Citing internal documents obtained by the NDP through Freedom of Information laws and released Monday, Gélinas underlined the severity of the situation and called for action from the government to fix the mess that it helped create in our health care system.

“In January 2017, Humber River Hospital in Toronto was forced to admit 94 sick patients to ‘unconventional’ beds – that means sick Ontarians on stretchers in hallways, patient lounges converted to make room for overflow beds, or even people being treated in shower rooms,” said Gélinas. “In February at Humber River, there were 97 people admitted to unconventional beds, in March it was 61 and in April it was 68 sick Ontarians. That’s 320 people forced to receive medical treatment with no privacy, and no dignity. And that’s just at one hospital. It’s unacceptable but the Liberals seem determined to just ignore this crisis.”
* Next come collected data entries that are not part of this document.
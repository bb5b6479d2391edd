//! Dungeon maps for the route finder: cell storage, entry, exit, chests and
//! an ASCII text format.

pub mod map;
pub mod text;

pub use map::{Map, MapCell};
pub use text::MapError;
The NDP backs the Ontario Hospital Association’s call for immediate funding to prevent a flu-season crowding crisis. Ontario NDP Leader Andrea Horwath has also committed to funding hospitals at minimum to the rate of inflation, population growth and to meet the unique needs of rural, small and northern communities. Horwath has also called for moratorium on the firing of any more front line staff, and has announced her party’s intention to implement the country’s first universal pharmacare program so that every Ontarian – regardless of age or income – can afford the medicine their doctor prescribes.